Eskişehir Osmangazi Üniversitesi (ESOGÜ) Tıp Fakültesi Çocuk Sağlığı ve Hastalıkları Anabilim Dalı Öğretim Üyesi Prof. Dr. Zeynep Canan Özdemir, 2-8 Kasım Lösemili Çocuklar Haftası vesilesiyle yaptığı açıklamada, löseminin artık eski dönemlerdeki gibi korkutucu bir hastalık olmadığını, gelişen teknoloji ve yenilikçi tedavi yöntemleri sayesinde iyileşme oranlarının oldukça yükseldiğini belirtti.
Prof. Dr. Özdemir, "Gelişen teknoloji ve yeni yöntemlerle tedavide başarı oranları oldukça yükseldi. Bu hastaların yüzde 90’ı tamamen iyileşme şansına sahip. Elbette yüzde 10’luk hasta grubunun tedaviye dirençli olması mümkün ancak bu hastalar için de yenilikçi tedavilere yöneliyoruz" dedi.
Çocukluk Çağı Kanserlerinde En Sık Görülen Lösemi
Kanserin dünya genelinde yaygın bir sağlık sorunu olduğunu belirten Prof. Dr. Özdemir, hem Türkiye’de hem de dünyada en sık görülen çocukluk çağı kanserlerinin lösemiler olduğunu söyledi. Özdemir, löseminin kemik iliğinde kan hücrelerinin üretimini sağlayan kök hücrelerden gelişen malign bir hastalık olduğunu ifade etti.
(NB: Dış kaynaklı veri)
//! Validation errors for tree and widget configuration.

use thiserror::Error;

use crate::tree::WidgetId;

/// Rejected geometry or widget configuration.
///
/// Returned synchronously by setters; the tree is left unchanged.
#[derive(Error, Debug, Clone, PartialEq)]
pub enum GeometryError {
    /// A hint fraction that is negative, NaN or infinite.
    #[error("invalid {axis} hint {value}: expected a finite, non-negative fraction")]
    InvalidHint { axis: &'static str, value: f64 },

    /// Clamp bounds where the minimum exceeds the maximum.
    #[error("invalid {axis} bounds: min {min} exceeds max {max}")]
    InvalidBounds {
        axis: &'static str,
        min: u16,
        max: u16,
    },

    #[error("padding must be non-negative, got {0}")]
    NegativePadding(i32),

    /// The id does not name a live widget (never existed or already removed).
    #[error("unknown widget {0:?}")]
    UnknownWidget(WidgetId),

    #[error("cannot attach {child:?} under its own descendant {parent:?}")]
    Cycle { child: WidgetId, parent: WidgetId },

    #[error("the root widget cannot be removed or re-parented")]
    RootImmutable,
}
Hastalığın nedeninin tam olarak bilinmemekle birlikte; virüs enfeksiyonları, radyasyon, bazı ilaçlar ve çevresel kirleticiler gibi etkenlerin hücrelerde mutasyonlara neden olduğunu ve bu mutasyonların hücrelerin kontrolsüz çoğalmasına yol açtığını anlattı.
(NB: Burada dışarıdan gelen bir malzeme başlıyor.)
//! Plain text widget and text measurement.

use unicode_width::UnicodeWidthStr;

use crate::behavior::{Behavior, WidgetCtx};
use crate::tree::Node;
use crate::types::{Point, Size, TextStyle};

/// Rows and display columns needed to show `text`.
pub fn text_size(text: &str) -> Size {
    let mut rows = 0u16;
    let mut cols = 0u16;
    for line in text.lines() {
        rows = rows.saturating_add(1);
        cols = cols.max(u16::try_from(UnicodeWidthStr::width(line)).unwrap_or(u16::MAX));
    }
    Size::new(rows, cols)
}

/// Static text. Content is redrawn from the stored string after every resize.
#[derive(Debug, Clone, Default)]
pub struct Text {
    content: String,
    style: TextStyle,
}

impl Text {
    pub fn new(content: impl Into<String>) -> Self {
        Self {
            content: content.into(),
            style: TextStyle::default(),
        }
    }

    pub fn with_style(mut self, style: TextStyle) -> Self {
        self.style = style;
        self
    }

    pub fn content(&self) -> &str {
        &self.content
    }

    pub fn set_content(&mut self, node: &mut Node, content: impl Into<String>) {
        self.content = content.into();
        self.render(node);
    }

    fn render(&self, node: &mut Node) {
        node.clear();
        node.add_str(Point::ORIGIN, &self.content, self.style);
    }
}

impl Behavior for Text {
    fn on_size(&mut self, ctx: &mut WidgetCtx<'_>) {
        if let Some(node) = ctx.node_mut() {
            self.render(node);
        }
    }
}
//! Application configuration: defaults, environment, builder overrides.

use std::path::{Path, PathBuf};
use std::time::Duration;

use thiserror::Error;

use tui_stage_core::Theme;

use crate::types::{BLANK, DEFAULT_FPS, DEFAULT_STATIC_REFRESH_MS, MAX_FPS};

#[derive(Error, Debug)]
pub enum ConfigError {
    #[error("frame rate {0} out of range (1..={max})", max = MAX_FPS)]
    InvalidFps(u32),

    #[error("cannot read theme {path}: {source}")]
    ThemeRead {
        path: PathBuf,
        #[source]
        source: std::io::Error,
    },

    #[error("malformed theme {path}: {source}")]
    ThemeParse {
        path: PathBuf,
        #[source]
        source: serde_json::Error,
    },
}

#[derive(Debug, Clone, PartialEq)]
pub struct AppConfig {
    pub fps: u32,
    pub background_char: char,
    pub log_path: Option<PathBuf>,
    pub theme_path: Option<PathBuf>,
    pub static_refresh_ms: u64,
}

impl Default for AppConfig {
    fn default() -> Self {
        Self {
            fps: DEFAULT_FPS,
            background_char: BLANK,
            log_path: None,
            theme_path: None,
            static_refresh_ms: DEFAULT_STATIC_REFRESH_MS,
        }
    }
}

fn non_empty(s: String) -> Option<String> {
    let s = s.trim().to_string();
    if s.is_empty() {
        None
    } else {
        Some(s)
    }
}

impl AppConfig {
    /// Create from `TUI_STAGE_*` environment variables. Invalid values fall back to defaults.
    pub fn from_env() -> Self {
        Self::from_lookup(|key| std::env::var(key).ok())
    }

    /// [`Self::from_env`] over an arbitrary variable source.
    pub fn from_lookup(lookup: impl Fn(&str) -> Option<String>) -> Self {
        let defaults = Self::default();

        let fps = lookup("TUI_STAGE_FPS")
            .and_then(|s| s.trim().parse().ok())
            .filter(|fps| (1..=MAX_FPS).contains(fps))
            .unwrap_or(defaults.fps);

        let background_char = lookup("TUI_STAGE_BG_CHAR")
            .and_then(|s| {
                let mut chars = s.chars();
                match (chars.next(), chars.next()) {
                    (Some(c), None) => Some(c),
                    _ => None,
                }
            })
            .unwrap_or(defaults.background_char);

        let log_path = lookup("TUI_STAGE_LOG_PATH").and_then(non_empty).map(PathBuf::from);
        let theme_path = lookup("TUI_STAGE_THEME_PATH").and_then(non_empty).map(PathBuf::from);

        let static_refresh_ms = lookup("TUI_STAGE_STATIC_REFRESH_MS")
            .and_then(|s| s.trim().parse().ok())
            .unwrap_or(defaults.static_refresh_ms);

        Self {
            fps,
            background_char,
            log_path,
            theme_path,
            static_refresh_ms,
        }
    }

    pub fn with_fps(mut self, fps: u32) -> Result<Self, ConfigError> {
        if !(1..=MAX_FPS).contains(&fps) {
            return Err(ConfigError::InvalidFps(fps));
        }
        self.fps = fps;
        Ok(self)
    }

    pub fn with_background_char(mut self, ch: char) -> Self {
        self.background_char = ch;
        self
    }

    pub fn with_log_path(mut self, path: impl Into<PathBuf>) -> Self {
        self.log_path = Some(path.into());
        self
    }

    pub fn with_theme_path(mut self, path: impl Into<PathBuf>) -> Self {
        self.theme_path = Some(path.into());
        self
    }

    pub fn with_static_refresh_ms(mut self, ms: u64) -> Self {
        self.static_refresh_ms = ms;
        self
    }

    /// Time between frame ticks.
    pub fn tick_interval(&self) -> Duration {
        Duration::from_secs(1) / self.fps.max(1)
    }

    /// The configured theme, or the built-in one when no path is set.
    pub fn load_theme(&self) -> Result<Theme, ConfigError> {
        match &self.theme_path {
            Some(path) => load_theme_file(path),
            None => Ok(Theme::default()),
        }
    }
}

fn load_theme_file(path: &Path) -> Result<Theme, ConfigError> {
    let json = std::fs::read_to_string(path).map_err(|source| ConfigError::ThemeRead {
        path: path.to_path_buf(),
        source,
    })?;
    Theme::from_json(&json).map_err(|source| ConfigError::ThemeParse {
        path: path.to_path_buf(),
        source,
    })
}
Löseminin klinik tablosunda görülebilecek bulguları sıralayan Prof. Dr. Özdemir, özellikle ateş, bacak ve kemik ağrıları, kilo kaybı, boyunda büyümüş lenf bezleri, morluklar, diş eti ve burun kanamaları, halsizlik ve solgunluk şikayetleri olan çocukların derhal doktora götürülmesi gerektiğini vurguladı. Lösemi tipleri arasında en sık akut lenfoblastik löseminin (ALL), genellikle 2-5 yaş aralığında görüldüğünü de sözlerine ekledi.
Tedavi Bireysel Risk Durumuna Göre Şekilleniyor
Tanıda detaylı hastalık öyküsünün, fizik muayenenin, kan ve kemik iliği tahlillerinin büyük önem taşıdığını belirten Prof. Dr. Özdemir, her hastaya aynı tedavinin uygulanmadığının altını çizdi. Tedavi sürecinin, hastanın düşük, orta ve yüksek risk durumlarına göre şekillendiğini ve yaklaşık iki yıl sürdüğünü kaydetti.
Prof. Dr. Özdemir, 2-8 Kasım Lösemili Çocuklar Haftası etkinliklerinin toplumda farkındalık oluşturmak açısından taşıdığı değere değinerek, löseminin bulaşıcı bir hastalık olmadığına dikkat çekti. Bu çocukların ve ailelerin toplumda dışlanmaması, aksine sosyal ve psikolojik anlamda desteklenmesi gerektiğini vurguladı.